Opinion issued March 7, 2024

In The

Court of Appeals For The

First District of Texas ———————————— NO. 01-22-00495-CR ——————————— DWAYNE JAMELL BRADSHAW, Appellant V. THE STATE OF TEXAS, Appellee

On Appeal from the 434th District Court Fort Bend County, Texas Trial Court Case No. 20-DCR-091365

MEMORANDUM OPINION

Dwayne Jamell Bradshaw appeals his conviction for burglary of a

habitation. See TEX. PENAL CODE § 30.02(a)(3). After a jury trial, he pleaded true

to an enhancement, and the trial court sentenced him to 16 years’ imprisonment.

On appeal, he argues (1) that certain testimony violated his rights under the Confrontation Clause and (2) that the jury’s verdict was not unanimous, causing

him egregious harm. We affirm.

Background

Bradshaw and the complainant had an infant child. The complainant and the

infant lived with the complainant’s mother in Fort Bend County. At trial, the jury

heard from a Fort Bend County Sheriff’s deputy that he responded to the

complainant mother’s address after a man called 911. He met the 911 caller outside

the residence. From outside, the deputy could see Bradshaw in an upstairs window,

and it looked like he was damaging the house. As he went inside the house, the

deputy saw damage to the front door frame, as if the front door had been kicked in.

When he went inside, the deputy encountered the complainant and her

mother. One of them yelled to him, telling him that Bradshaw was inside. The

deputy stated that both the complainant and her mother seemed afraid, and they

yelled, “That’s him!” The deputy observed that the upstairs bedroom had been

ransacked, with damage to many items inside it and the wall. He arrested

Bradshaw and booked him into the county jail. Once he had detained Bradshaw,

the deputy interviewed both women. The deputy testified that he had responded to

the same address before for family violence.

A second sheriff’s deputy testified to similar details about arriving at the

house, finding the door kicked in, and observing the upstairs bedroom ransacked.

2 He spoke with the complainant and observed fresh scratches around her neck and

ear. She seemed fearful and was reluctant to speak with him.

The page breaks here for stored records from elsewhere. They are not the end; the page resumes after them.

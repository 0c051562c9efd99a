//! Grater - downstream regression testing for library releases
//!
//! The `grater` command finds the projects that import a library, ranks them
//! by trust score, and re-runs their tests against two library refs.
//!
//! ## Commands
//!
//! - `prepare`: Create the workspace directory and an empty module list
//! - `find`: Discover and rank importers, writing the module list
//! - `run`: Test every listed module against base and head
//! - `report`: Summarize the last run and gate on regressions

use std::path::{Path, PathBuf};
use std::process::ExitCode;

use anyhow::{Context, Result};
use clap::{Parser, Subcommand, ValueEnum};
use tracing::{info, Level};

use grater_core::obs::emit_verdict_computed;
use grater_core::{
    init_tracing, render_human, render_json, FsScoreStore, GraterConfig, PassSpan, RefOutcome,
    ReportSummary, Workspace,
};
use grater_discovery::{
    discover_and_rank, resolve_library, PkgGoDevImporter, RankingConfig, RankingEngine,
    ScorecardFactory,
};
use grater_runner::{DockerExecutor, ModuleRecord, Orchestrator, RunObserver, RunTarget};

#[derive(Parser)]
#[command(name = "grater")]
#[command(author = "Stevedores Org")]
#[command(version = env!("CARGO_PKG_VERSION"))]
#[command(about = "Downstream regression testing for library releases", long_about = None)]
struct Cli {
    /// Enable verbose output (debug logs, detailed report)
    #[arg(short, long, global = true)]
    verbose: bool,

    /// Emit JSON-formatted log lines
    #[arg(long, global = true)]
    json: bool,

    /// Workspace directory (default: .grater)
    #[arg(long, global = true, env = "GRATER_WORKSPACE")]
    workspace: Option<PathBuf>,

    #[command(subcommand)]
    command: Commands,
}

#[derive(Subcommand)]
enum Commands {
    /// Create the workspace and an empty module list
    Prepare,

    /// Find importers of the library and rank them by score
    Find {
        /// Keep only the N highest-ranked modules (0 keeps all)
        #[arg(short, long, default_value = "0", allow_negative_numbers = true)]
        limit: i64,

        /// Library module path (default: git origin of the current directory)
        #[arg(short, long)]
        repo: Option<String>,

        /// Number of concurrent scoring workers
        #[arg(long, env = "GRATER_CONCURRENCY")]
        concurrency: Option<usize>,
    },

    /// Test every listed module against the base and head refs
    Run {
        /// Library repository under test
        #[arg(short, long, env = "GRATER_REPO")]
        repo: String,

        /// Baseline library ref
        #[arg(long, default_value = "main")]
        base: String,

        /// Candidate library ref
        #[arg(long, default_value = "HEAD")]
        head: String,

        /// Executor image name
        #[arg(long, env = "GRATER_IMAGE")]
        image: Option<String>,

        /// Dockerfile used to build the executor image
        #[arg(long, default_value = "docker/dockerfile")]
        dockerfile: PathBuf,

        /// Build context for the executor image
        #[arg(long, default_value = "docker")]
        context: PathBuf,

        /// Use an existing image instead of building one
        #[arg(long)]
        skip_build: bool,
    },

    /// Summarize the last run
    Report {
        /// Output format
        #[arg(short, long, value_enum, default_value_t = ReportFormat::Simple)]
        format: ReportFormat,
    },
}

#[derive(Debug, Clone, Copy, PartialEq, Eq, ValueEnum)]
enum ReportFormat {
    Simple,
    Json,
}

#[tokio::main]
async fn main() -> Result<ExitCode> {
    let cli = Cli::parse();

    // Setup logging
    let level = if cli.verbose {
        Level::DEBUG
    } else {
        Level::INFO
    };
    init_tracing(cli.json, level);

    let mut config = GraterConfig::from_env().context("Invalid grater configuration")?;
    if let Some(workspace) = cli.workspace {
        config.workspace = workspace;
    }

    match cli.command {
        Commands::Prepare => cmd_prepare(&config.workspace).map(|_| ExitCode::SUCCESS),
        Commands::Find {
            limit,
            repo,
            concurrency,
        } => {
            if let Some(concurrency) = concurrency {
                config.concurrency = concurrency;
                config.validate()?;
            }
            cmd_find(&config, repo.as_deref(), limit)
                .await
                .map(|_| ExitCode::SUCCESS)
        }
        Commands::Run {
            repo,
            base,
            head,
            image,
            dockerfile,
            context,
            skip_build,
        } => {
            if let Some(image) = image {
                config.image = image;
            }
            let build = (!skip_build).then_some((dockerfile.as_path(), context.as_path()));
            cmd_run(&config, RunTarget::new(repo, base, head), build)
                .await
                .map(|_| ExitCode::SUCCESS)
        }
        Commands::Report { format } => {
            cmd_report(&config.workspace, format, cli.verbose).map(ExitCode::from)
        }
    }
}

/// Create the workspace directory and an empty module list
fn cmd_prepare(root: &Path) -> Result<()> {
    let workspace = Workspace::ensure(root)
        .with_context(|| format!("Failed to create workspace at {:?}", root))?;
    let created = workspace.init_modules()?;

    println!("Workspace ready at {:?}", workspace.root());
    if created {
        println!("Created empty module list at {:?}", workspace.modules_path());
    } else {
        println!(
            "Kept existing module list at {:?}",
            workspace.modules_path()
        );
    }
    Ok(())
}

/// Discover importers, rank them and write the module list
async fn cmd_find(config: &GraterConfig, repo: Option<&str>, limit: i64) -> Result<()> {
    let _span = PassSpan::enter("find");

    let cwd = std::env::current_dir().context("Failed to read current directory")?;
    let library = resolve_library(repo, &cwd).context("Failed to resolve library path")?;
    info!("Finding importers of {}", library);

    let workspace = Workspace::ensure(&config.workspace)
        .with_context(|| format!("Failed to create workspace at {:?}", config.workspace))?;
    let mut store = FsScoreStore::open(workspace.cache_path());

    let importer = PkgGoDevImporter::new(config.importer_url.clone(), config.http_timeout())?;
    let engine = RankingEngine::new(
        ScorecardFactory::new(config.scorecard_url.clone(), config.http_timeout()),
        RankingConfig {
            concurrency: config.concurrency,
            limit,
            request_delay: config.request_delay(),
        },
    );

    let outcome = discover_and_rank(&importer, &engine, &library, &mut store)
        .await
        .with_context(|| format!("Failed to rank importers of {}", library))?;

    let path = workspace.write_modules(&outcome.paths())?;
    println!(
        "Successfully saved {} modules to {:?}",
        outcome.ranked.len(),
        path
    );
    if outcome.failed > 0 {
        println!(
            "{} modules could not be scored and were ranked last",
            outcome.failed
        );
    }
    Ok(())
}

/// Prints a per-module summary as the run progresses.
struct ConsoleObserver;

fn describe_ref(outcome: &RefOutcome) -> String {
    if outcome.skipped {
        format!("SKIPPED - {}", outcome.error)
    } else if outcome.passed {
        "PASS".to_string()
    } else if outcome.error.is_empty() {
        "FAIL".to_string()
    } else {
        format!("FAIL - {}", outcome.error)
    }
}

impl RunObserver for ConsoleObserver {
    fn module_started(&mut self, index: usize, total: usize, module: &str) {
        println!();
        println!("========================================");
        println!("Testing module [{}/{}]: {}", index, total, module);
        println!("========================================");
    }

    fn module_finished(&mut self, _index: usize, _total: usize, record: &ModuleRecord) {
        if let Some(error) = &record.invocation_error {
            println!("Test failed: {}", error);
            println!("   Status: {}", record.status);
            return;
        }
        let result = &record.result;
        println!("Results for {}:", result.module);
        println!("   Base ({}): {}", result.base.git_ref, describe_ref(&result.base));
        println!("   Head ({}): {}", result.head.git_ref, describe_ref(&result.head));
        println!("   Status: {}", record.status);
    }
}

/// Test every listed module against base and head, then persist results
async fn cmd_run(
    config: &GraterConfig,
    target: RunTarget,
    build: Option<(&Path, &Path)>,
) -> Result<()> {
    let _span = PassSpan::enter("run");

    let workspace = Workspace::ensure(&config.workspace)
        .with_context(|| format!("Failed to create workspace at {:?}", config.workspace))?;
    let modules = workspace.read_modules()?;

    let executor = DockerExecutor::new(config.image.clone());
    if let Some((dockerfile, context)) = build {
        println!("Building image {}...", config.image);
        executor
            .build_image(dockerfile, context)
            .await
            .context("Failed to build executor image")?;
    }

    let orchestrator = Orchestrator::new(executor, target);
    let outcome = orchestrator.run(&modules, &mut ConsoleObserver).await;
    let (results, detailed) = outcome.persist(&workspace)?;

    println!();
    println!("Tested {} modules", outcome.records.len());
    println!("Results saved to {:?}", results);
    println!("Detailed results saved to {:?}", detailed);
    Ok(())
}

/// Render the report; returns the process exit code.
fn cmd_report(root: &Path, format: ReportFormat, verbose: bool) -> Result<u8> {
    let workspace = Workspace::at(root);
    let results = workspace
        .read_detailed_results()
        .context("Failed to load detailed results")?;

    let summary = ReportSummary::from_results(&results);
    emit_verdict_computed(summary.total_modules, summary.status.as_str());

    match format {
        ReportFormat::Json => println!("{}", render_json(&summary)?),
        ReportFormat::Simple => print!("{}", render_human(&summary, verbose)),
    }
    Ok(summary.status.exit_code())
}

The complainant’s mother testified at trial. She stated that she did not want

to testify but appeared because she was subpoenaed. She said that she leased the

residence and on the day of the incident, Bradshaw did not have permission to be

in her home. He had been fighting with her daughter. She testified that Bradshaw

kicked the door in. When she asked Bradshaw to leave, he ran upstairs and started

“tearing stuff up.”

An investigator testified that the complainant did not show up for a meeting

with him on the day before trial. He called her and the complainant said that she

was afraid of retaliation and did not want to testify.

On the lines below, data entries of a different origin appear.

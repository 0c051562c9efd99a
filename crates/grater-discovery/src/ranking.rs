//! Concurrent score ranking.
//!
//! The engine owns the score store and the result accumulator for the whole
//! pass. Cache hits are resolved up front; misses go to a bounded
//! [`TaskPool`] whose workers each hold their own [`ScoreFetcher`] and report
//! back over the pool channel. The ranked list is produced only after the
//! pool has drained.

use std::sync::Arc;
use std::time::Duration;

use async_trait::async_trait;
use grater_core::obs::{
    emit_cache_flush_failed, emit_candidate_scored, emit_ranking_finished, emit_ranking_started,
    emit_score_fetch_failed,
};
use grater_core::{CandidateProject, PoolWorker, RankedModule, ScoreStore, TaskPool};
use tokio::time::sleep;

use crate::error::{DiscoveryResult, ScoreFetchError};
use crate::scorecard::{ScoreFetcher, ScoreFetcherFactory};

/// Ranking pass parameters.
#[derive(Debug, Clone)]
pub struct RankingConfig {
    /// Number of concurrent scoring workers.
    pub concurrency: usize,
    /// Keep only the top `limit` entries; `<= 0` keeps everything.
    pub limit: i64,
    /// Pause each worker takes after every scoring call.
    pub request_delay: Duration,
}

impl Default for RankingConfig {
    fn default() -> Self {
        Self {
            concurrency: grater_core::config::DEFAULT_CONCURRENCY,
            limit: 0,
            request_delay: Duration::from_millis(grater_core::config::DEFAULT_REQUEST_DELAY_MS),
        }
    }
}

/// Ranked output of one pass plus scoring counters.
#[derive(Debug, Clone, PartialEq)]
pub struct RankingOutcome {
    pub ranked: Vec<RankedModule>,
    /// Candidates served from the cache without a network call.
    pub cache_hits: usize,
    /// Candidates scored by a successful API call.
    pub fetched: usize,
    /// Candidates whose scoring call failed and fell back to 0.0.
    pub failed: usize,
}

impl RankingOutcome {
    pub fn paths(&self) -> Vec<String> {
        self.ranked.iter().map(|m| m.path.to_string()).collect()
    }
}

struct ScoreJob {
    index: usize,
    project: CandidateProject,
}

struct ScoredCandidate {
    index: usize,
    project: CandidateProject,
    outcome: Result<f64, ScoreFetchError>,
}

struct ScoreWorker {
    fetcher: Arc<dyn ScoreFetcher>,
    delay: Duration,
}

#[async_trait]
impl PoolWorker<ScoreJob, ScoredCandidate> for ScoreWorker {
    async fn process(&mut self, job: ScoreJob) -> ScoredCandidate {
        let outcome = self.fetcher.fetch_score(&job.project).await;
        if !self.delay.is_zero() {
            sleep(self.delay).await;
        }
        ScoredCandidate {
            index: job.index,
            project: job.project,
            outcome,
        }
    }
}

/// Scores candidates under bounded concurrency and ranks them.
pub struct RankingEngine<F> {
    factory: F,
    config: RankingConfig,
}

impl<F: ScoreFetcherFactory> RankingEngine<F> {
    pub fn new(factory: F, config: RankingConfig) -> Self {
        Self { factory, config }
    }

    pub fn config(&self) -> &RankingConfig {
        &self.config
    }

    /// Score, sort and truncate `candidates`.
    ///
    /// Scoring failures degrade to 0.0 and are not cached. The store is
    /// flushed once at the end; a flush failure is logged, not returned.
    pub async fn rank<S: ScoreStore>(
        &self,
        candidates: Vec<CandidateProject>,
        store: &mut S,
    ) -> DiscoveryResult<RankingOutcome> {
        let pool = TaskPool::new(self.config.concurrency);
        emit_ranking_started(candidates.len(), pool.width());

        let mut scored: Vec<(usize, RankedModule)> = Vec::with_capacity(candidates.len());
        let mut jobs = Vec::new();
        let mut cache_hits = 0;

        for (index, project) in candidates.into_iter().enumerate() {
            match store.get(&project) {
                Some(score) if score != 0.0 => {
                    cache_hits += 1;
                    emit_candidate_scored(scored.len() + 1, project.as_str(), score, true);
                    scored.push((index, RankedModule { path: project, score }));
                }
                _ => jobs.push(ScoreJob { index, project }),
            }
        }

        let mut fetched = 0;
        let mut failed = 0;
        if !jobs.is_empty() {
            let worker_count = pool.width().min(jobs.len());
            let fetchers = (0..worker_count)
                .map(|id| self.factory.worker_fetcher(id))
                .collect::<DiscoveryResult<Vec<_>>>()?;

            let delay = self.config.request_delay;
            let mut run = pool.spawn(jobs, |id| ScoreWorker {
                fetcher: Arc::clone(&fetchers[id]),
                delay,
            });

            while let Some(result) = run.next().await {
                let score = match result.outcome {
                    Ok(score) => {
                        fetched += 1;
                        if score > 0.0 {
                            store.set(&result.project, score);
                        }
                        score
                    }
                    Err(e) => {
                        failed += 1;
                        emit_score_fetch_failed(result.project.as_str(), &e);
                        0.0
                    }
                };
                emit_candidate_scored(scored.len() + 1, result.project.as_str(), score, false);
                scored.push((
                    result.index,
                    RankedModule {
                        path: result.project,
                        score,
                    },
                ));
            }
            run.join().await?;
        }

        if let Err(e) = store.flush() {
            emit_cache_flush_failed(&e);
        }

        let ranked = sort_and_limit(scored, self.config.limit);
        emit_ranking_finished(ranked.len(), cache_hits, fetched, failed);
        Ok(RankingOutcome {
            ranked,
            cache_hits,
            fetched,
            failed,
        })
    }
}

/// Score descending, discovery order among equal scores, then truncate.
fn sort_and_limit(mut scored: Vec<(usize, RankedModule)>, limit: i64) -> Vec<RankedModule> {
    scored.sort_by(|(ia, a), (ib, b)| b.score.total_cmp(&a.score).then(ia.cmp(ib)));
    let mut ranked: Vec<RankedModule> = scored.into_iter().map(|(_, m)| m).collect();
    if limit > 0 {
        ranked.truncate(usize::try_from(limit).unwrap_or(usize::MAX));
    }
    ranked
}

The jury found Bradshaw guilty of burglary of a habitation. He pleaded true

to an enhancement. The trial court made an affirmative finding that the offense

involved family violence and sentenced Bradshaw to 16 years’ imprisonment.

Confrontation Clause

In his first issue, Bradshaw argues that the trial court committed

constitutional error when it admitted the complainant’s statements to a sheriff’s

deputy and an investigator in violation of Bradshaw’s rights of confrontation.

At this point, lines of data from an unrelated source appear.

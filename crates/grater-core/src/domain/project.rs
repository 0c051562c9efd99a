//! Candidate consumer projects and their ranked form.

use std::fmt;

use serde::{Deserialize, Serialize};

/// Host prefix of import paths that can be resolved to a root project.
pub const RECOGNIZED_HOST: &str = "github.com";

/// A downstream consumer identified as `host/owner/repo`.
///
/// Identifiers are lower-cased on construction, so equality and hashing are
/// case-insensitive with respect to the raw discovered text.
#[derive(Debug, Clone, PartialEq, Eq, Hash, PartialOrd, Ord, Serialize, Deserialize)]
#[serde(transparent)]
pub struct CandidateProject(String);

impl CandidateProject {
    pub fn new(path: impl AsRef<str>) -> Self {
        Self(path.as_ref().trim().to_lowercase())
    }

    pub fn as_str(&self) -> &str {
        &self.0
    }

    /// Returns `(owner, repo)` when the identifier is exactly `host/owner/repo`
    /// on the recognized host.
    pub fn owner_repo(&self) -> Option<(&str, &str)> {
        let mut parts = self.0.split('/');
        let host = parts.next()?;
        let owner = parts.next()?;
        let repo = parts.next()?;
        if host != RECOGNIZED_HOST || owner.is_empty() || repo.is_empty() || parts.next().is_some()
        {
            return None;
        }
        Some((owner, repo))
    }
}

impl fmt::Display for CandidateProject {
    fn fmt(&self, f: &mut fmt::Formatter<'_>) -> fmt::Result {
        f.write_str(&self.0)
    }
}

impl From<&str> for CandidateProject {
    fn from(value: &str) -> Self {
        Self::new(value)
    }
}

/// A scored consumer in the ranked output.
#[derive(Debug, Clone, PartialEq, Serialize, Deserialize)]
pub struct RankedModule {
    pub path: CandidateProject,
    /// External trust score; `0.0` means unknown or unfetched.
    pub score: f64,
}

Specifically, Bradshaw contends that he was never given the opportunity to cross-

3 examine the complainant, who did not testify. The State responds that Bradshaw

did not preserve this error.

The Confrontation Clause of the Sixth Amendment to the United States

Constitution states “[i]n all criminal prosecutions, the accused shall enjoy the right

. . . to be confronted with the witnesses against him.” U.S. CONST. amend. VI. The

Confrontation Clause bars the admission of testimonial statements of a witness

who does not appear at trial unless the witness is unavailable, and the defendant

had a prior opportunity to cross examine him. Crawford v. Washington, 541 U.S.

36, 59 (2004). Error based on violations of the Confrontation Clause must be

preserved. See Paredes v. State, 129 S.W.3d 530, 535 (Tex. Crim. App. 2004)

(holding defendant failed to preserve error on Confrontation Clause ground

because, although he objected at pretrial hearing to admission of statement on

Confrontation Clause ground, he did not assert that objection at trial).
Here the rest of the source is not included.